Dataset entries
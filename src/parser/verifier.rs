use std::collections::BTreeSet;

use itertools::Itertools;

use crate::grammar::{Grammar, Production, Symbol};
use super::GrammarErrorType::*;
use super::{Error, GrammarErrorType, GrammarResult, MalformedGrammarErrors};

// The words of one `N =`, `T =` or `S =` line
#[derive(Debug, PartialEq)]
pub struct Declaration {
    pub words: Vec<String>,
    pub line: usize
}

#[derive(Debug, PartialEq, Default)]
pub struct Declarations {
    pub nonterminals: Option<Declaration>,
    pub terminals: Option<Declaration>,
    pub start: Option<Declaration>
}

type LocatedProduction = (Production, usize);

// Turns the words of a declaration into single-character symbols of the
// expected kind, reporting every word that is not one
fn declared_symbols(declaration: &Declaration, wanted: fn(&Symbol) -> bool) -> (BTreeSet<char>, MalformedGrammarErrors) {
    let (symbols, errors): (Vec<_>, Vec<_>) = declaration.words.iter()
        .map(|word| match word.chars().exactly_one() {
            Ok(c) if Symbol::from_char(c).is_some_and(|s| wanted(&s)) => Ok(c),
            _ => Err(Error::at(declaration.line, InvalidSymbol(word.clone()))),
        })
        .partition_result();

    (symbols.into_iter().collect(), errors)
}

fn start_symbol(declaration: Option<&Declaration>) -> std::result::Result<(char, usize), MalformedGrammarErrors> {
    let declaration = declaration.ok_or_else(|| vec![Error::whole(MissingStartSymbol)])?;

    match declaration.words.as_slice() {
        [] => Err(vec![Error::at(declaration.line, MissingStartSymbol)]),
        [word] => match word.chars().exactly_one() {
            Ok(c) if c.is_ascii_uppercase() => Ok((c, declaration.line)),
            _ => Err(vec![Error::at(declaration.line, InvalidSymbol(word.clone()))]),
        },
        words => Err(vec![Error::at(declaration.line, InvalidSymbol(words.join(" ")))]),
    }
}

// Nonterminals and terminals implied by how the productions use them
fn used_symbols(productions: &[LocatedProduction], start: char) -> (BTreeSet<char>, BTreeSet<char>) {
    let mut nonterminals = BTreeSet::from([start]);
    let mut terminals = BTreeSet::new();

    for (production, _) in productions {
        nonterminals.insert(production.nonterminal());
        for symbol in &production.rhs {
            match symbol {
                Symbol::Nonterminal(c) => nonterminals.insert(*c),
                Symbol::Terminal(c) => terminals.insert(*c),
            };
        }
    }

    (nonterminals, terminals)
}

fn get_production_undeclared_symbols(
    production: &Production,
    line: usize,
    nonterminals: Option<&BTreeSet<char>>,
    terminals: Option<&BTreeSet<char>>,
) -> MalformedGrammarErrors {
    let undeclared_lhs = nonterminals
        .filter(|declared| !declared.contains(&production.nonterminal()))
        .map(|_| Error::at(line, UndeclaredNonterminal(production.nonterminal())));

    // An undeclared set means the set was inferred, so anything goes
    let undeclared_rhs = production.rhs.iter()
        .filter(|symbol| {
            let declared = match symbol {
                Symbol::Nonterminal(_) => nonterminals,
                Symbol::Terminal(_) => terminals,
            };
            declared.is_some_and(|set| !set.contains(&symbol.as_char()))
        })
        .map(|symbol| Error::at(line, UndeclaredSymbol(symbol.as_char())));

    undeclared_lhs.into_iter().chain(undeclared_rhs).collect()
}

fn get_rule_count_error(productions: &[LocatedProduction], max_rules: usize) -> Option<Error<GrammarErrorType>> {
    let count = productions.iter().map(|(p, _)| p.nonterminal()).unique().count();
    (count > max_rules).then(|| Error::whole(TooManyRules { count, max: max_rules }))
}

pub fn verify_grammar(
    declarations: &Declarations,
    productions: Vec<LocatedProduction>,
    max_rules: usize,
) -> GrammarResult<Grammar> {
    let mut errors = Vec::new();

    let declared_nonterminals = declarations.nonterminals.as_ref().map(|declaration| {
        let (symbols, bad) = declared_symbols(declaration, Symbol::is_nonterminal);
        errors.extend(bad);
        symbols
    });
    let declared_terminals = declarations.terminals.as_ref().map(|declaration| {
        let (symbols, bad) = declared_symbols(declaration, Symbol::is_terminal);
        errors.extend(bad);
        symbols
    });

    let (start, start_line) = match start_symbol(declarations.start.as_ref()) {
        Ok(start) => start,
        Err(start_errors) => {
            errors.extend(start_errors);
            return Err(errors);
        }
    };

    if declared_nonterminals.as_ref().is_some_and(|declared| !declared.contains(&start)) {
        errors.push(Error::at(start_line, UndeclaredStartSymbol(start)));
    }

    errors.extend(productions.iter().flat_map(|(production, line)| {
        get_production_undeclared_symbols(production, *line, declared_nonterminals.as_ref(), declared_terminals.as_ref())
    }));
    errors.extend(get_rule_count_error(&productions, max_rules));

    if !errors.is_empty() {
        return Err(errors);
    }

    let (used_nonterminals, used_terminals) = used_symbols(&productions, start);

    Ok(Grammar {
        nonterminals: declared_nonterminals.unwrap_or(used_nonterminals),
        terminals: declared_terminals.unwrap_or(used_terminals),
        start_symbol: start,
        productions: productions.into_iter().map(|(production, _)| production).collect(),
    })
}
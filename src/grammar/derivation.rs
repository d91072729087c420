use std::fmt::Display;

use super::{is_terminal_form, render_form, Grammar, SententialForm, Symbol, ARROW};

// One rewrite: the form it produced, which production was applied, and
// where the rewritten nonterminal sat in the previous form
#[derive(Debug, PartialEq, Eq, Clone)]
pub struct DerivationStep {
    pub form: SententialForm,
    pub production: usize,
    pub position: usize,
}

#[derive(Debug, PartialEq, Eq, Clone)]
pub struct Derivation {
    pub start_symbol: char,
    pub steps: Vec<DerivationStep>,
}

impl Derivation {
    pub fn new(start_symbol: char) -> Self {
        Derivation { start_symbol, steps: Vec::new() }
    }

    pub fn len(&self) -> usize {
        self.steps.len()
    }

    pub fn is_empty(&self) -> bool {
        self.steps.is_empty()
    }

    pub fn initial_form(&self) -> SententialForm {
        vec![Symbol::Nonterminal(self.start_symbol)]
    }

    pub fn final_form(&self) -> SententialForm {
        self.steps
            .last()
            .map(|step| step.form.clone())
            .unwrap_or_else(|| self.initial_form())
    }

    // The terminal string this derivation ends in. Only meaningful once the
    // final form is terminal-only.
    pub fn yield_string(&self) -> String {
        self.final_form().iter().map(Symbol::as_char).collect()
    }

    // Pairs each step with the form it rewrote
    pub fn transitions(&self) -> impl Iterator<Item = (SententialForm, &DerivationStep)> {
        let initial = self.initial_form();
        let previous = std::iter::once(initial).chain(self.steps.iter().map(|s| s.form.clone()));
        previous.zip(self.steps.iter())
    }

    // Checks every step really is the application of its production at its
    // position, and that the derivation ends in a terminal-only form
    pub fn replays_in(&self, grammar: &Grammar) -> bool {
        if self.start_symbol != grammar.start_symbol {
            return false;
        }
        let sound = self.transitions().all(|(previous, step)| {
            let Some(production) = grammar.productions.get(step.production) else {
                return false;
            };
            if previous.get(step.position) != Some(&production.lhs) {
                return false;
            }
            let mut rewritten = previous[..step.position].to_vec();
            rewritten.extend_from_slice(&production.rhs);
            rewritten.extend_from_slice(&previous[step.position + 1..]);
            rewritten == step.form
        });
        sound && is_terminal_form(&self.final_form())
    }
}

// Compact one-line chain such as `S → aS → aaS → aab`
impl Display for Derivation {
    fn fmt(&self, f: &mut std::fmt::Formatter<'_>) -> std::fmt::Result {
        write!(f, "{}", self.start_symbol)?;
        for step in &self.steps {
            write!(f, " {} {}", ARROW, render_form(&step.form))?;
        }
        Ok(())
    }
}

_Action item:_
Every record above is to be written out exactly.

_Written reply:_
filename src/parser/verifier.rs
use std::collections::BTreeSet;

use itertools::Itertools;

use crate::grammar::{Grammar, Production, Symbol};
use super::GrammarErrorType::*;
use super::{Error, GrammarErrorType, GrammarResult, MalformedGrammarErrors};

// The words of one `N =`, `T =` or `S =` line
#[derive(Debug, PartialEq)]
pub struct Declaration {
    pub words: Vec<String>,
    pub line: usize
}

#[derive(Debug, PartialEq, Default)]
pub struct Declarations {
    pub nonterminals: Option<Declaration>,
    pub terminals: Option<Declaration>,
    pub start: Option<Declaration>
}

type LocatedProduction = (Production, usize);

// Turns the words of a declaration into single-character symbols of the
// expected kind, reporting every word that is not one
fn declared_symbols(declaration: &Declaration, wanted: fn(&Symbol) -> bool) -> (BTreeSet<char>, MalformedGrammarErrors) {
    let (symbols, errors): (Vec<_>, Vec<_>) = declaration.words.iter()
        .map(|word| match word.chars().exactly_one() {
            Ok(c) if Symbol::from_char(c).is_some_and(|s| wanted(&s)) => Ok(c),
            _ => Err(Error::at(declaration.line, InvalidSymbol(word.clone()))),
        })
        .partition_result();

    (symbols.into_iter().collect(), errors)
}

fn start_symbol(declaration: Option<&Declaration>) -> std::result::Result<(char, usize), MalformedGrammarErrors> {
    let declaration = declaration.ok_or_else(|| vec![Error::whole(MissingStartSymbol)])?;

    match declaration.words.as_slice() {
        [] => Err(vec![Error::at(declaration.line, MissingStartSymbol)]),
        [word] => match word.chars().exactly_one() {
            Ok(c) if c.is_ascii_uppercase() => Ok((c, declaration.line)),
            _ => Err(vec![Error::at(declaration.line, InvalidSymbol(word.clone()))]),
        },
        words => Err(vec![Error::at(declaration.line, InvalidSymbol(words.join(" ")))]),
    }
}

// Nonterminals and terminals implied by how the productions use them
fn used_symbols(productions: &[LocatedProduction], start: char) -> (BTreeSet<char>, BTreeSet<char>) {
    let mut nonterminals = BTreeSet::from([start]);
    let mut terminals = BTreeSet::new();

    for (production, _) in productions {
        nonterminals.insert(production.nonterminal());
        for symbol in &production.rhs {
            match symbol {
                Symbol::Nonterminal(c) => nonterminals.insert(*c),
                Symbol::Terminal(c) => terminals.insert(*c),
            };
        }
    }

    (nonterminals, terminals)
}

fn get_production_undeclared_symbols(
    production: &Production,
    line: usize,
    nonterminals: Option<&BTreeSet<char>>,
    terminals: Option<&BTreeSet<char>>,
) -> MalformedGrammarErrors {
    let undeclared_lhs = nonterminals
        .filter(|declared| !declared.contains(&production.nonterminal()))
        .map(|_| Error::at(line, UndeclaredNonterminal(production.nonterminal())));

    // An undeclared set means the set was inferred, so anything goes
    let undeclared_rhs = production.rhs.iter()
        .filter(|symbol| {
            let declared = match symbol {
                Symbol::Nonterminal(_) => nonterminals,
                Symbol::Terminal(_) => terminals,
            };
            declared.is_some_and(|set| !set.contains(&symbol.as_char()))
        })
        .map(|symbol| Error::at(line, UndeclaredSymbol(symbol.as_char())));

    undeclared_lhs.into_iter().chain(undeclared_rhs).collect()
}

fn get_rule_count_error(productions: &[LocatedProduction], max_rules: usize) -> Option<Error<GrammarErrorType>> {
    let count = productions.iter().map(|(p, _)| p.nonterminal()).unique().count();
    (count > max_rules).then(|| Error::whole(TooManyRules { count, max: max_rules }))
}

pub fn verify_grammar(
    declarations: &Declarations,
    productions: Vec<LocatedProduction>,
    max_rules: usize,
) -> GrammarResult<Grammar> {
    let mut errors = Vec::new();

    let declared_nonterminals = declarations.nonterminals.as_ref().map(|declaration| {
        let (symbols, bad) = declared_symbols(declaration, Symbol::is_nonterminal);
        errors.extend(bad);
        symbols
    });
    let declared_terminals = declarations.terminals.as_ref().map(|declaration| {
        let (symbols, bad) = declared_symbols(declaration, Symbol::is_terminal);
        errors.extend(bad);
        symbols
    });

    let (start, start_line) = match start_symbol(declarations.start.as_ref()) {
        Ok(start) => start,
        Err(start_errors) => {
            errors.extend(start_errors);
            return Err(errors);
        }
    };

    if declared_nonterminals.as_ref().is_some_and(|declared| !declared.contains(&start)) {
        errors.push(Error::at(start_line, UndeclaredStartSymbol(start)));
    }

    errors.extend(productions.iter().flat_map(|(production, line)| {
        get_production_undeclared_symbols(production, *line, declared_nonterminals.as_ref(), declared_terminals.as_ref())
    }));
    errors.extend(get_rule_count_error(&productions, max_rules));

    if !errors.is_empty() {
        return Err(errors);
    }

    let (used_nonterminals, used_terminals) = used_symbols(&productions, start);

    Ok(Grammar {
        nonterminals: declared_nonterminals.unwrap_or(used_nonterminals),
        terminals: declared_terminals.unwrap_or(used_terminals),
        start_symbol: start,
        productions: productions.into_iter().map(|(production, _)| production).collect(),
    })
}
filename src/grammar/derivation.rs
repository d91072729087c420
use std::fmt::Display;

use super::{is_terminal_form, render_form, Grammar, SententialForm, Symbol, ARROW};

// One rewrite: the form it produced, which production was applied, and
// where the rewritten nonterminal sat in the previous form
#[derive(Debug, PartialEq, Eq, Clone)]
pub struct DerivationStep {
    pub form: SententialForm,
    pub production: usize,
    pub position: usize,
}

#[derive(Debug, PartialEq, Eq, Clone)]
pub struct Derivation {
    pub start_symbol: char,
    pub steps: Vec<DerivationStep>,
}

impl Derivation {
    pub fn new(start_symbol: char) -> Self {
        Derivation { start_symbol, steps: Vec::new() }
    }

    pub fn len(&self) -> usize {
        self.steps.len()
    }

    pub fn is_empty(&self) -> bool {
        self.steps.is_empty()
    }

    pub fn initial_form(&self) -> SententialForm {
        vec![Symbol::Nonterminal(self.start_symbol)]
    }

    pub fn final_form(&self) -> SententialForm {
        self.steps
            .last()
            .map(|step| step.form.clone())
            .unwrap_or_else(|| self.initial_form())
    }

    // The terminal string this derivation ends in. Only meaningful once the
    // final form is terminal-only.
    pub fn yield_string(&self) -> String {
        self.final_form().iter().map(Symbol::as_char).collect()
    }

    // Pairs each step with the form it rewrote
    pub fn transitions(&self) -> impl Iterator<Item = (SententialForm, &DerivationStep)> {
        let initial = self.initial_form();
        let previous = std::iter::once(initial).chain(self.steps.iter().map(|s| s.form.clone()));
        previous.zip(self.steps.iter())
    }

    // Checks every step really is the application of its production at its
    // position, and that the derivation ends in a terminal-only form
    pub fn replays_in(&self, grammar: &Grammar) -> bool {
        if self.start_symbol != grammar.start_symbol {
            return false;
        }
        let sound = self.transitions().all(|(previous, step)| {
            let Some(production) = grammar.productions.get(step.production) else {
                return false;
            };
            if previous.get(step.position) != Some(&production.lhs) {
                return false;
            }
            let mut rewritten = previous[..step.position].to_vec();
            rewritten.extend_from_slice(&production.rhs);
            rewritten.extend_from_slice(&previous[step.position + 1..]);
            rewritten == step.form
        });
        sound && is_terminal_form(&self.final_form())
    }
}

// Compact one-line chain such as `S → aS → aaS → aab`
impl Display for Derivation {
    fn fmt(&self, f: &mut std::fmt::Formatter<'_>) -> std::fmt::Result {
        write!(f, "{}", self.start_symbol)?;
        for step in &self.steps {
            write!(f, " {} {}", ARROW, render_form(&step.form))?;
        }
        Ok(())
    }
}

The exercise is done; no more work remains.